So the word "domestic" is a bad word in our house. I'm the furthest thing from domestic. I'm not the "mommy" type nor am I the type who would ever feel welcome in those circles. If I'm being honest, really honest, I've looked down on the domestic mommy types over the years. Does this make me a bad person? Perhaps. But what I really think it makes me is someone who's been uneducated and lacked the necessary intelligence on what makes a domestic goddess.
This post is not going to try to convince my business focused friends that managing carpools and play dates is as stressfull as juggling executive board meetings or annual budgets. I wont try to convince you of this, because I don't believe these things are as stressful as what happens in the workplace. Yes. In the words of Jackie Kennedy " If you bungle raising your children, I don't think whatever else you do matters very much." What happens in the workplace is a very different kind of stress with a very different level of accountability than what happens at home. To the full time mommies out there, I'm sorry if this has offended you.
I'm blessed to have the best of all worlds, I'll admit that. This is the perfect life in many ways. I'm working on projects I love, have a great marriage, a great family life, and have time to be at home. This doesn't mean I don't stress about money or balance or a laundry list of other things from time to time. I even go so far as to stress over the transition from powerful, popular local business executive to Domestic Goddess, Writer, Wife, Momish, and part time business woman. It's a juggling act for sure.
So in the honest spirit that this blog has taken I'll admit what I never thought possible, I really enjoy this life. There. I said it. I really enjoy being domestic. Yes, I actually enjoy being the cheerleader for The Hubs and The Sonish, doing most of the cooking, taking the dry cleaning, grocery shopping, cleaning the house, and being the go to person for family matters. It may not seem like a lot to some readers but for those who have prided themselves on being a professional first, you can understand what a big deal this is.

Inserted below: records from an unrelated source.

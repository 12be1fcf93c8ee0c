//! WhatsApp Cloud API: webhook payloads, signature check, and text send.

use std::time::Duration;

use async_trait::async_trait;
use hmac::{Hmac, Mac};
use serde::{Deserialize, Serialize};
use serde_json::json;
use sha2::Sha256;
use tracing::debug;

use crate::channels::{MessageSender, SentMessage};
use crate::error::ChannelError;
use crate::tenant::WhatsAppCredentials;

const CHANNEL: &str = "whatsapp";

/// Graph API base including version.
pub const DEFAULT_GRAPH_BASE: &str = "https://graph.facebook.com/v21.0";

/// Header carrying the HMAC-SHA256 of the raw delivery body.
pub const SIGNATURE_HEADER: &str = "x-hub-signature-256";

// ── Inbound payloads ────────────────────────────────────────────────

/// Top-level webhook delivery body.
#[derive(Debug, Clone, Default, Deserialize, Serialize)]
pub struct WebhookPayload {
    #[serde(default)]
    pub object: Option<String>,
    #[serde(default)]
    pub entry: Vec<WebhookEntry>,
}

#[derive(Debug, Clone, Default, Deserialize, Serialize)]
pub struct WebhookEntry {
    #[serde(default)]
    pub id: Option<String>,
    #[serde(default)]
    pub changes: Vec<WebhookChange>,
}

#[derive(Debug, Clone, Default, Deserialize, Serialize)]
pub struct WebhookChange {
    #[serde(default)]
    pub field: Option<String>,
    #[serde(default)]
    pub value: ChangeValue,
}

#[derive(Debug, Clone, Default, Deserialize, Serialize)]
pub struct ChangeValue {
    #[serde(default)]
    pub metadata: Option<Metadata>,
    #[serde(default)]
    pub contacts: Vec<WebhookContact>,
    #[serde(default)]
    pub messages: Vec<InboundMessage>,
    /// Delivery/read receipts. Present on status-only payloads.
    #[serde(default)]
    pub statuses: Vec<serde_json::Value>,
}

#[derive(Debug, Clone, Default, Deserialize, Serialize)]
pub struct Metadata {
    pub phone_number_id: String,
    #[serde(default)]
    pub display_phone_number: Option<String>,
}

#[derive(Debug, Clone, Default, Deserialize, Serialize)]
pub struct WebhookContact {
    #[serde(default)]
    pub wa_id: Option<String>,
    #[serde(default)]
    pub profile: Option<ContactProfile>,
}

#[derive(Debug, Clone, Default, Deserialize, Serialize)]
pub struct ContactProfile {
    #[serde(default)]
    pub name: Option<String>,
}

#[derive(Debug, Clone, Deserialize, Serialize)]
pub struct InboundMessage {
    pub id: String,
    pub from: String,
    #[serde(default)]
    pub timestamp: Option<String>,
    #[serde(rename = "type")]
    pub kind: String,
    #[serde(default)]
    pub text: Option<TextBody>,
}

#[derive(Debug, Clone, Deserialize, Serialize)]
pub struct TextBody {
    pub body: String,
}

impl WebhookPayload {
    /// The first change of the first entry. Deliveries carry one event.
    pub fn first_change(&self) -> Option<&ChangeValue> {
        self.entry
            .first()
            .and_then(|e| e.changes.first())
            .map(|c| &c.value)
    }
}

impl ChangeValue {
    pub fn phone_number_id(&self) -> Option<&str> {
        self.metadata
            .as_ref()
            .map(|m| m.phone_number_id.as_str())
            .filter(|id| !id.is_empty())
    }

    pub fn first_message(&self) -> Option<&InboundMessage> {
        self.messages.first()
    }

    /// Profile name of the first contact, if the platform sent one.
    pub fn sender_name(&self) -> Option<&str> {
        self.contacts
            .first()
            .and_then(|c| c.profile.as_ref())
            .and_then(|p| p.name.as_deref())
            .map(str::trim)
            .filter(|n| !n.is_empty())
    }
}

impl InboundMessage {
    /// Body of a `text` message; `None` for every other type.
    pub fn text_body(&self) -> Option<&str> {
        if self.kind != "text" {
            return None;
        }
        self.text.as_ref().map(|t| t.body.as_str())
    }
}

// ── Signature ───────────────────────────────────────────────────────

/// Check an `X-Hub-Signature-256` header (`sha256=<hex>`) against `body`.
pub fn verify_signature(app_secret: &str, signature_header: Option<&str>, body: &[u8]) -> bool {
    let signature = signature_header.unwrap_or("").trim();
    let signature = signature.strip_prefix("sha256=").unwrap_or(signature).trim();
    if signature.is_empty() {
        return false;
    }
    let Ok(signature_bytes) = hex::decode(signature) else {
        return false;
    };
    let Ok(mut mac) = Hmac::<Sha256>::new_from_slice(app_secret.as_bytes()) else {
        return false;
    };
    mac.update(body);
    mac.verify_slice(&signature_bytes).is_ok()
}

/// Produce the header value the platform would send for `body`.
pub fn sign(app_secret: &str, body: &[u8]) -> Option<String> {
    let mut mac = Hmac::<Sha256>::new_from_slice(app_secret.as_bytes()).ok()?;
    mac.update(body);
    Some(format!("sha256={}", hex::encode(mac.finalize().into_bytes())))
}

// ── Outbound ────────────────────────────────────────────────────────

#[derive(Debug, Deserialize)]
struct SendResponse {
    #[serde(default)]
    messages: Vec<SendResponseMessage>,
}

#[derive(Debug, Deserialize)]
struct SendResponseMessage {
    id: String,
}

#[derive(Debug, Deserialize)]
struct GraphErrorResponse {
    error: GraphError,
}

#[derive(Debug, Deserialize)]
struct GraphError {
    message: String,
    #[serde(default)]
    code: Option<i64>,
}

/// Sends text messages through the Graph API using per-tenant credentials.
#[derive(Debug, Clone)]
pub struct WhatsAppClient {
    client: reqwest::Client,
    graph_base: String,
}

impl WhatsAppClient {
    pub fn new(timeout: Duration) -> Result<Self, ChannelError> {
        let client = reqwest::Client::builder()
            .timeout(timeout)
            .build()
            .map_err(|e| ChannelError::SendFailed {
                name: CHANNEL.into(),
                reason: format!("failed to build HTTP client: {e}"),
            })?;
        Ok(Self {
            client,
            graph_base: DEFAULT_GRAPH_BASE.to_string(),
        })
    }

    pub fn with_graph_base(mut self, base: impl Into<String>) -> Self {
        self.graph_base = base.into().trim_end_matches('/').to_string();
        self
    }

    fn send_failed(reason: impl Into<String>) -> ChannelError {
        ChannelError::SendFailed {
            name: CHANNEL.into(),
            reason: reason.into(),
        }
    }
}

#[async_trait]
impl MessageSender for WhatsAppClient {
    async fn send_text(
        &self,
        creds: &WhatsAppCredentials,
        to: &str,
        body: &str,
    ) -> Result<SentMessage, ChannelError> {
        if body.trim().is_empty() {
            return Err(ChannelError::InvalidMessage("empty message body".into()));
        }

        let url = format!("{}/{}/messages", self.graph_base, creds.phone_number_id);
        let payload = json!({
            "messaging_product": "whatsapp",
            "to": to,
            "type": "text",
            "text": { "body": body },
        });

        let response = self
            .client
            .post(&url)
            .bearer_auth(&creds.access_token)
            .json(&payload)
            .send()
            .await
            .map_err(|e| Self::send_failed(format!("HTTP request failed: {e}")))?;

        let status = response.status();
        let raw = response.text().await.unwrap_or_default();
        debug!(status = %status, phone_number_id = %creds.phone_number_id, "send response received");

        if !status.is_success() {
            let reason = match serde_json::from_str::<GraphErrorResponse>(&raw) {
                Ok(e) => match e.error.code {
                    Some(code) => format!("{} (code {code})", e.error.message),
                    None => e.error.message,
                },
                Err(_) => format!("API returned {status}: {raw}"),
            };
            if status == reqwest::StatusCode::UNAUTHORIZED {
                return Err(ChannelError::AuthFailed {
                    name: CHANNEL.into(),
                    reason,
                });
            }
            return Err(Self::send_failed(reason));
        }

        let message_id = serde_json::from_str::<SendResponse>(&raw)
            .ok()
            .and_then(|r| r.messages.into_iter().next())
            .map(|m| m.id);
        Ok(SentMessage { message_id })
    }
}
//! HTTP surface: platform webhooks, publish and callback endpoints, and the
//! operator-facing CRM and tenant settings routes.

pub mod callback;
pub mod crm;
pub mod publish;
pub mod tenants;
pub mod webhook;

use std::sync::Arc;

use axum::{
    Json, Router,
    extract::rejection::JsonRejection,
    http::StatusCode,
    response::IntoResponse,
    routing::{get, patch, post, put},
};
use serde_json::{Value, json};
use tower_http::cors::{Any, CorsLayer};
use tower_http::trace::TraceLayer;

use crate::config::CALLBACK_PATH;
use crate::crm::CrmAdapter;
use crate::pipeline::InboundProcessor;
use crate::publish::{CallbackHandler, PublishDispatcher};
use crate::store::Database;

pub const SERVICE_NAME: &str = "opsbridge";

/// Application state shared across handlers.
#[derive(Clone)]
pub struct AppState {
    pub db: Arc<dyn Database>,
    pub crm: Arc<dyn CrmAdapter>,
    pub inbound: Arc<InboundProcessor>,
    pub dispatcher: Arc<PublishDispatcher>,
    pub callbacks: Arc<CallbackHandler>,
}

pub fn router(state: AppState) -> Router {
    let cors = CorsLayer::new()
        .allow_origin(Any)
        .allow_methods(Any)
        .allow_headers(Any);

    Router::new()
        .route("/health", get(health))
        .route(
            "/webhooks/whatsapp",
            get(webhook::verify).post(webhook::deliver),
        )
        .route("/publish/{kind}", post(publish::publish))
        .route(CALLBACK_PATH, post(callback::callback))
        .route("/api/crm/test-connection", post(crm::test_connection))
        .route("/api/crm/search", get(crm::search))
        .route("/api/crm/leads", post(crm::create_lead))
        .route("/api/crm/records/{id}", patch(crm::update_record))
        .route("/api/crm/records/{id}/notes", post(crm::add_note))
        .route(
            "/api/tenants/{id}/integrations",
            put(tenants::save_integrations).get(tenants::get_integrations),
        )
        .layer(cors)
        .layer(TraceLayer::new_for_http())
        .with_state(state)
}

async fn health() -> impl IntoResponse {
    Json(json!({
        "status": "ok",
        "service": SERVICE_NAME,
        "version": env!("CARGO_PKG_VERSION"),
    }))
}

pub(crate) type ApiResponse = (StatusCode, Json<Value>);

/// `{ success: false, error }` with the given status.
pub(crate) fn failure(status: StatusCode, error: impl ToString) -> ApiResponse {
    (
        status,
        Json(json!({ "success": false, "error": error.to_string() })),
    )
}

/// A JSON request body, with axum's plain-text rejection turned into
/// [`failure`] under the same status.
pub(crate) fn json_body<T>(body: Result<Json<T>, JsonRejection>) -> Result<T, ApiResponse> {
    body.map(|Json(value)| value)
        .map_err(|rejection| failure(rejection.status(), rejection.body_text()))
}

Less than a year ago I would have told you that embracing this role with pleasure equaled failure. I really thought it meant that I was "giving in" to all that had repressed women for centuries. That by cultivating a home and a family first I was practically handcuffing myself to the stove with little chance of escaping without turning on the gas. Sound extreme? That's really how extremely passionate I was about it. Today I see things differently. First, I'm not handcuffed to anything. Second, I The Hubs is a fantastic man who approaches everything with gratitude and respect. Third, I have the opportunity to balance my life (ultimately our lives) with variety. Variety comes in the form of this blog, in my role as an executive recruiter, my work as a public speaker, in my free lance marketing projects, and in some various business development and volunteer partnerships.
Since we're being honest, juggling it is hard. It's really hard. What's even harder is getting that old voice of failure out of my head and encouraging this new voice to emerge. Is it as hard as being accountable for an entire organizations success while being paid 45% of what my boss made? No. It's not that hard. It's not that hard at all. Is it as hard as staying up with a new baby in the middle of the night and then managing the rest of the family responsibilities the next day? No. It's not nearly that hard, either. Is it as hard as single parenting like many of my friends who do it every day, all day by themselves? Nope. It's not even close to that hard. So I'm working at juggling this new life with gratitude and respect while walking the tight rope between powerful business woman and domestic goddess. Wish me luck.